**Records supplied:**
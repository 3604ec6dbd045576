//! chatform - stateless inline forms for chat bots.
//!
//! A form type is declared once as a [`FormSchema`]: an ordered list of
//! typed fields plus submit/cancel callbacks and optional custom buttons.
//! Rendering a [`FormInstance`] produces an editable chat message whose
//! text block *is* the form's entire persistent state; per-field edit
//! buttons carry structured callback identifiers, and state that cannot
//! live in the visible text travels through hidden hyperlink targets. On
//! every button press or captured reply the [`Dispatcher`] reconstructs
//! the instance from the message, applies the action and re-renders. No
//! storage, no sessions.
//!
//! ```
//! use std::rc::Rc;
//! use chatform::{codec, Dispatcher, FieldDef, FormInstance, FormSchema, Value};
//!
//! let schema = Rc::new(
//!     FormSchema::builder("user")
//!         .field(FieldDef::str("name").label("Name").required())
//!         .field(FieldDef::bool("admin").label("Admin"))
//!         .on_submit(|_, form, _| {
//!             println!("submitted: {:?}", form.value("name"));
//!         })
//!         .build()?,
//! );
//!
//! let mut dispatcher = Dispatcher::new();
//! dispatcher.register(Rc::clone(&schema))?;
//!
//! let mut form = FormInstance::new(Rc::clone(&schema));
//! form.set_value("name", Value::Str("Alice".into()))?;
//!
//! let body = codec::encode(&form);
//! assert_eq!(body.text, "▸Name: Alice\n▸Admin: ");
//! # Ok::<(), chatform::Error>(())
//! ```
//!
//! Wire a concrete bot API by implementing [`Transport`] and feeding
//! button presses to [`Dispatcher::handle_callback`] and free-text
//! messages to [`Dispatcher::handle_message`].

#![warn(missing_docs)]

pub mod callback;
pub mod codec;
pub mod error;
pub mod field;
pub mod render;
pub mod router;
pub mod schema;
pub mod transport;

pub use error::{Error, Result};
pub use field::{
    BoolGlyphs, EditMode, FieldDef, FieldInstance, FieldKind, FieldOpts, Value, CLEAR_TOKEN,
};
pub use router::Dispatcher;
pub use schema::{CustomButton, FormCallback, FormInstance, FormSchema, SchemaBuilder};
pub use transport::{
    CallbackQuery, ChatId, InlineButton, Keyboard, Message, MessageId, PendingEdit, Transport,
    WireMessage,
};
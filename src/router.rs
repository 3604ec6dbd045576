//! Action router and edit state machine.
//!
//! The dispatcher owns the registered form schemas and drives every
//! inbound event to completion: it decodes the event's message back into
//! a form instance, routes the parsed callback through a static dispatch
//! table, and re-renders the result. No form state lives between events;
//! the rendered message is the only persistent representation.
//!
//! Error policy: every domain error raised while handling one event is
//! converted into a short transient acknowledgment at this boundary. Only
//! transport failures propagate to the caller.

use std::collections::HashMap;
use std::rc::Rc;

use log::{debug, warn};

use crate::callback::{self, Action, CallbackData};
use crate::codec;
use crate::error::{Error, Result};
use crate::field::{EditMode, Value, CLEAR_TOKEN};
use crate::render;
use crate::schema::{FormInstance, FormSchema};
use crate::transport::{
    CallbackQuery, ChatId, Message, PendingEdit, Transport, WireMessage,
};

/// Prompt shown when a free-text edit begins.
pub const PROMPT_TEXT: &str = "Send a new value";

/// Routes inbound events to the forms registered with it.
#[derive(Debug, Default)]
pub struct Dispatcher {
    forms: HashMap<String, Rc<FormSchema>>,
}

impl Dispatcher {
    /// Create an empty dispatcher.
    pub fn new() -> Self {
        Self::default()
    }

    /// Register a form schema under its type name.
    pub fn register(&mut self, schema: Rc<FormSchema>) -> Result<()> {
        let name = schema.name().to_string();
        if self.forms.contains_key(&name) {
            return Err(Error::InvalidDefinition(format!(
                "form type '{}' already registered",
                name
            )));
        }
        self.forms.insert(name, schema);
        Ok(())
    }

    /// Look up a registered schema by form type name.
    pub fn schema(&self, name: &str) -> Option<&Rc<FormSchema>> {
        self.forms.get(name)
    }

    /// Render a form instance into a fresh message with its main keyboard.
    pub fn send_form(
        &self,
        t: &mut dyn Transport,
        chat: ChatId,
        form: &FormInstance,
    ) -> Result<Message> {
        t.send_message(chat, &codec::encode(form), Some(&render::form_keyboard(form)))
    }

    /// Handle an inbound button press.
    ///
    /// Callbacks outside this crate's namespace are ignored. Domain errors
    /// are answered as transient notifications and never propagate; the
    /// attached message is left unmodified.
    pub fn handle_callback(&self, t: &mut dyn Transport, query: &CallbackQuery) -> Result<()> {
        if !CallbackData::is_ours(&query.data) {
            return Ok(());
        }
        if query.data == callback::GLOBAL_CANCEL {
            // Cancel button on a free-text prompt: drop the prompt and
            // release the pending registration for this conversation
            t.delete_message(query.message.chat, query.message.id)?;
            t.clear_reply(query.message.chat);
            return Ok(());
        }
        match self.dispatch(t, query) {
            Ok(()) => Ok(()),
            Err(e @ Error::Transport(_)) => Err(e),
            Err(e) => {
                warn!("callback '{}' rejected: {}", query.data, e);
                t.answer_callback(&query.id, &e.user_message())
            }
        }
    }

    /// Handle an inbound free-text message.
    ///
    /// Consumes the one-shot continuation registered for the conversation,
    /// if any; otherwise the message is none of this crate's business. A
    /// failed cast is reported and does not re-arm the registration.
    pub fn handle_message(&self, t: &mut dyn Transport, message: &Message) -> Result<()> {
        let Some(pending) = t.take_reply(message.chat) else {
            return Ok(());
        };
        match self.apply_reply(t, &pending, message) {
            Ok(()) => Ok(()),
            Err(e @ Error::Transport(_)) => Err(e),
            Err(e) => {
                warn!(
                    "free-text edit of '{}.{}' rejected: {}",
                    pending.form, pending.field, e
                );
                t.send_message(message.chat, &WireMessage::plain(e.user_message()), None)?;
                Ok(())
            }
        }
    }

    fn dispatch(&self, t: &mut dyn Transport, query: &CallbackQuery) -> Result<()> {
        let cb = CallbackData::parse(&query.data)?;
        let schema = self
            .forms
            .get(&cb.form)
            .ok_or_else(|| Error::UnknownForm(cb.form.clone()))?;
        let mut form = codec::decode(schema, &query.message)?;
        debug!("dispatching {:?} for form '{}'", cb.action, cb.form);

        match cb.action {
            Action::Edit => Self::handle_edit(t, &mut form, query, &cb.args),
            Action::FieldHandler => Self::handle_field_handler(t, &mut form, query, &cb.args),
            Action::Submit => Self::handle_submit(t, schema, &form, query),
            Action::Cancel => Self::handle_cancel(t, schema, &form, query),
            Action::DisplayMain => Self::handle_display_main(t, &form, query),
            Action::CustomButton => Self::handle_custom_button(t, schema, &form, query, &cb.args),
        }
    }

    /// EDIT: enter the field's edit interaction.
    fn handle_edit(
        t: &mut dyn Transport,
        form: &mut FormInstance,
        query: &CallbackQuery,
        args: &[String],
    ) -> Result<()> {
        let field_name = args
            .first()
            .ok_or_else(|| Error::MalformedCallback(query.data.clone()))?;
        let (mode, read_only, current_bool) = {
            let field = form
                .field(field_name)
                .ok_or_else(|| Error::UnknownField(field_name.clone()))?;
            (
                field.edit_mode(),
                field.is_read_only(),
                field.value().and_then(Value::as_bool),
            )
        };
        if read_only {
            return Err(Error::ReadOnlyField(field_name.clone()));
        }

        match mode {
            EditMode::Toggle => {
                // Flip in place; an absent boolean toggles to true
                form.set_value(field_name, Value::Bool(!current_bool.unwrap_or(false)))?;
                t.edit_message(
                    query.message.chat,
                    query.message.id,
                    &codec::encode(form),
                    Some(&render::form_keyboard(form)),
                )
            }
            EditMode::InlineChoice => {
                let kb = render::choice_keyboard(form, field_name)?;
                t.edit_keyboard(query.message.chat, query.message.id, Some(&kb))
            }
            EditMode::FreeText => {
                let prompt = t.send_message(
                    query.message.chat,
                    &WireMessage::plain(PROMPT_TEXT),
                    Some(&render::prompt_keyboard()),
                )?;
                t.register_reply(
                    query.message.chat,
                    PendingEdit {
                        form: form.schema().name().to_string(),
                        field: field_name.clone(),
                        origin: query.message.clone(),
                        prompt: prompt.id,
                    },
                );
                Ok(())
            }
        }
    }

    /// FIELD_HANDLER: apply an inline-chosen value directly.
    fn handle_field_handler(
        t: &mut dyn Transport,
        form: &mut FormInstance,
        query: &CallbackQuery,
        args: &[String],
    ) -> Result<()> {
        let (field_name, arg) = match args {
            [field, arg, ..] => (field, arg),
            _ => return Err(Error::MalformedCallback(query.data.clone())),
        };

        if arg == CLEAR_TOKEN {
            let field = form
                .field_mut(field_name)
                .ok_or_else(|| Error::UnknownField(field_name.clone()))?;
            if field.is_read_only() {
                return Err(Error::ReadOnlyField(field_name.clone()));
            }
            if !field.is_noneable() {
                return Err(Error::FieldCast {
                    input: arg.clone(),
                    kind: "choice",
                });
            }
            field.clear_value();
        } else {
            let choice = {
                let field = form
                    .field(field_name)
                    .ok_or_else(|| Error::UnknownField(field_name.clone()))?;
                if field.is_read_only() {
                    return Err(Error::ReadOnlyField(field_name.clone()));
                }
                let index: usize = arg
                    .parse()
                    .map_err(|_| Error::MalformedCallback(query.data.clone()))?;
                let choices = field.choices().ok_or_else(|| {
                    Error::InvalidDefinition(format!("field '{}' has no choices", field_name))
                })?;
                choices
                    .get(index)
                    .cloned()
                    .ok_or_else(|| Error::FieldCast {
                        input: arg.clone(),
                        kind: "choice",
                    })?
            };
            form.set_value(field_name, Value::Choice(choice))?;
        }

        t.edit_message(
            query.message.chat,
            query.message.id,
            &codec::encode(form),
            Some(&render::form_keyboard(form)),
        )
    }

    /// SUBMIT: validate, strip the keyboard, invoke the submit callback.
    /// On validation failure the message stays unchanged; the error is
    /// surfaced as a transient notification by the caller.
    fn handle_submit(
        t: &mut dyn Transport,
        schema: &Rc<FormSchema>,
        form: &FormInstance,
        query: &CallbackQuery,
    ) -> Result<()> {
        form.validate()?;
        t.edit_keyboard(query.message.chat, query.message.id, None)?;
        schema.run_submit(t, form, query);
        Ok(())
    }

    /// CANCEL: strip the keyboard, release any pending free-text edit for
    /// the conversation, invoke the optional cancel callback.
    fn handle_cancel(
        t: &mut dyn Transport,
        schema: &Rc<FormSchema>,
        form: &FormInstance,
        query: &CallbackQuery,
    ) -> Result<()> {
        t.edit_keyboard(query.message.chat, query.message.id, None)?;
        t.clear_reply(query.message.chat);
        schema.run_cancel(t, form, query);
        Ok(())
    }

    /// DISPLAY_MAIN: redraw the main keyboard, the escape hatch out of a
    /// sub-keyboard.
    fn handle_display_main(
        t: &mut dyn Transport,
        form: &FormInstance,
        query: &CallbackQuery,
    ) -> Result<()> {
        t.edit_keyboard(
            query.message.chat,
            query.message.id,
            Some(&render::form_keyboard(form)),
        )
    }

    /// CUSTOM_BUTTON: invoke the attached callback; close the form
    /// afterwards iff the button says so.
    fn handle_custom_button(
        t: &mut dyn Transport,
        schema: &Rc<FormSchema>,
        form: &FormInstance,
        query: &CallbackQuery,
        args: &[String],
    ) -> Result<()> {
        let id = args
            .first()
            .ok_or_else(|| Error::MalformedCallback(query.data.clone()))?;
        let button = schema
            .button(id)
            .ok_or_else(|| Error::UnknownButton(id.clone()))?;
        button.invoke(t, form, query);
        if button.is_closing() {
            t.edit_keyboard(query.message.chat, query.message.id, None)?;
        }
        Ok(())
    }

    /// Apply a captured free-text reply to its pending edit.
    fn apply_reply(
        &self,
        t: &mut dyn Transport,
        pending: &PendingEdit,
        message: &Message,
    ) -> Result<()> {
        let schema = self
            .forms
            .get(&pending.form)
            .ok_or_else(|| Error::UnknownForm(pending.form.clone()))?;
        let mut form = codec::decode(schema, &pending.origin)?;

        let new_value = {
            let field = form
                .field(&pending.field)
                .ok_or_else(|| Error::UnknownField(pending.field.clone()))?;
            if field.is_read_only() {
                return Err(Error::ReadOnlyField(pending.field.clone()));
            }
            field.parse_input(message.text.trim())?
        };
        match new_value {
            Some(value) => form.set_value(&pending.field, value)?,
            None => form.clear_value(&pending.field)?,
        }

        t.delete_message(message.chat, pending.prompt)?;
        t.edit_message(
            pending.origin.chat,
            pending.origin.id,
            &codec::encode(&form),
            Some(&render::form_keyboard(&form)),
        )
    }
}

**Exercise requirements:** Find the word "PendingEdit" in the records. Copy every line it appears in.

**Task answer:**
    CallbackQuery, ChatId, InlineButton, Keyboard, Message, MessageId, PendingEdit, Transport,
    CallbackQuery, ChatId, Message, PendingEdit, Transport, WireMessage,
                    PendingEdit {
        pending: &PendingEdit,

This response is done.